Sean Kilpatrick (39.0% from 3), Dion Dixon (36.6%) and Rashad Bishop (35.5%) can make teams pay from deep, and 6-9 Yancy Gates was in beast mode in Thursday's win over Missouri (18 rebounds, 11 assists). His biggest weakness is his free throw shooting (59% on the season).
The Bearcats also have additional size besides Gates, with 6-11 Ibrahima Thomas making nearly 57% of his two-pointers.
Cincinnati has been a little maligned due to a Charmin-soft out-of-conference schedule (the Bearcats played - and beat - one NCAA Tournament team, Xavier), and due to an 11-7 Big East record inflated by round-robin games with South Florida and DePaul, and due to a lopsided loss to Notre Dame in the Big East Tournament.
But keep in mind Pomeroy rates Cincinnati as the 20th-best team in America (UConn is 14th; incredibly, Cincinnati at 20 is the SEVENTH best Big East team in his rankings. Respect.)

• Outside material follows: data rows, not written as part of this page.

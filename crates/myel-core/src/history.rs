//! Bounded undo/redo over [`Annotations`].

use std::collections::VecDeque;

use crate::annotation::Annotations;

/// Maximum entries kept on each stack.
pub const HISTORY_CAPACITY: usize = 30;

/// A deep copy of the annotation state.
///
/// Built only by cloning, so a snapshot never shares storage with the
/// live state it was taken from.
#[derive(Debug, Clone, PartialEq, Eq)]
pub struct EditorSnapshot(Annotations);

impl EditorSnapshot {
    /// Copy the current state.
    #[must_use]
    pub fn capture(state: &Annotations) -> Self {
        Self(state.clone())
    }

    /// The captured state.
    #[must_use]
    pub const fn state(&self) -> &Annotations {
        &self.0
    }

    /// Take the captured state.
    #[must_use]
    pub fn into_state(self) -> Annotations {
        self.0
    }
}

/// Undo and redo stacks, each capped at [`HISTORY_CAPACITY`].
#[derive(Debug, Clone, Default)]
pub struct History {
    undo: VecDeque<EditorSnapshot>,
    redo: VecDeque<EditorSnapshot>,
}

impl History {
    /// Empty history.
    #[must_use]
    pub fn new() -> Self {
        Self::default()
    }

    /// Record `state` as it was before a mutation. Clears the redo stack.
    pub fn record(&mut self, state: &Annotations) {
        push_bounded(&mut self.undo, EditorSnapshot::capture(state));
        self.redo.clear();
    }

    /// Step back: returns the state to restore, stashing `current` for
    /// redo. `None` when there is nothing to undo.
    pub fn undo(&mut self, current: &Annotations) -> Option<Annotations> {
        let previous = self.undo.pop_back()?;
        push_bounded(&mut self.redo, EditorSnapshot::capture(current));
        Some(previous.into_state())
    }

    /// Step forward: the mirror of [`undo`](Self::undo).
    pub fn redo(&mut self, current: &Annotations) -> Option<Annotations> {
        let next = self.redo.pop_back()?;
        push_bounded(&mut self.undo, EditorSnapshot::capture(current));
        Some(next.into_state())
    }

    /// Whether [`undo`](Self::undo) would do anything.
    #[must_use]
    pub fn can_undo(&self) -> bool {
        !self.undo.is_empty()
    }

    /// Whether [`redo`](Self::redo) would do anything.
    #[must_use]
    pub fn can_redo(&self) -> bool {
        !self.redo.is_empty()
    }

    /// Entries on the undo stack.
    #[must_use]
    pub fn undo_len(&self) -> usize {
        self.undo.len()
    }

    /// Entries on the redo stack.
    #[must_use]
    pub fn redo_len(&self) -> usize {
        self.redo.len()
    }

    /// Drop both stacks.
    pub fn clear(&mut self) {
        self.undo.clear();
        self.redo.clear();
    }
}

fn push_bounded(stack: &mut VecDeque<EditorSnapshot>, snapshot: EditorSnapshot) {
    if stack.len() == HISTORY_CAPACITY {
        stack.pop_front();
    }
    stack.push_back(snapshot);
}

#[cfg(test)]
#[allow(clippy::unwrap_used)]
mod tests {
    use super::*;
    use crate::annotation::Counter;
    use crate::types::Point;

    fn with_counters(n: i32) -> Annotations {
        Annotations {
            counters: (0..n)
                .map(|i| Counter {
                    position: Point::new(i, i),
                    group: "g".to_owned(),
                })
                .collect(),
            ..Annotations::default()
        }
    }

    #[test]
    fn undo_on_empty_is_none() {
        let mut h = History::new();
        assert!(h.undo(&Annotations::default()).is_none());
        assert!(h.redo(&Annotations::default()).is_none());
        assert!(!h.can_undo());
    }

    #[test]
    fn round_trip_restores_every_step() {
        let mut h = History::new();
        let mut state = with_counters(0);
        for n in 1..=5 {
            h.record(&state);
            state = with_counters(n);
        }
        for n in (0..5).rev() {
            state = h.undo(&state).unwrap();
            assert_eq!(state, with_counters(n));
        }
        assert!(!h.can_undo());
        for n in 1..=5 {
            state = h.redo(&state).unwrap();
            assert_eq!(state, with_counters(n));
        }
        assert!(!h.can_redo());
    }

    #[test]
    fn recording_clears_redo() {
        let mut h = History::new();
        h.record(&with_counters(0));
        let _ = h.undo(&with_counters(1)).unwrap();
        assert!(h.can_redo());
        h.record(&with_counters(0));
        assert!(!h.can_redo());
    }

    #[test]
    fn capacity_drops_oldest() {
        let mut h = History::new();
        for n in 0..31 {
            h.record(&with_counters(n));
        }
        assert_eq!(h.undo_len(), HISTORY_CAPACITY);
        let mut state = with_counters(31);
        for _ in 0..30 {
            state = h.undo(&state).unwrap();
        }
        // Entry 0 was discarded; the oldest reachable state is entry 1.
        assert_eq!(state, with_counters(1));
        assert!(h.undo(&state).is_none());
    }

    #[test]
    fn snapshot_does_not_alias_live_state() {
        let mut live = with_counters(2);
        let snap = EditorSnapshot::capture(&live);
        live.counters.clear();
        assert_eq!(snap.state().counters.len(), 2);
    }
}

Interesting UConn game notes fact: Jim Calhoun is 41-13 in the NCAA Tournament as UConn's head coach.
Interesting Cincinnati game notes fact: Cincinnati is 25-0 when they lead at halftime this season.
The prediction: Porter has noted that one of the advantages of a tournament like this is that whoever you play in the second game of the weekend will only have about 36 hours to put in a defense to slow down Kemba Walker. Unfortunately, Cincinnati has already worked on stopping Kemba before, and though they couldn't quite get it done the first time, I am (and Porter is) uneasy about giving someone a second chance so soon.
That being said, there aren't many teams who could have beaten UConn Thursday night, and if the Huskies continue their lights-out play, they probably should win. But that's no given.
The Huskies will need Jeremy Lamb to score, they'll need Alex Oriakhi to battle Gates to at least a draw, they'll need to use the advanced zonebusting techniques they developed in MSG. And Kemba will have to be Kemba.
Frankly, I think the winner of this game is taking out San Diego State (assuming they've gotten past Temple). These are two very, very good teams.
UConn is undefeated in games at neutral sites and undefeated in tournament games, and I have faith that those streaks will continue.
The crucial factor, as always: Cincinnati has no Kemba Walker. Advantage, UConn.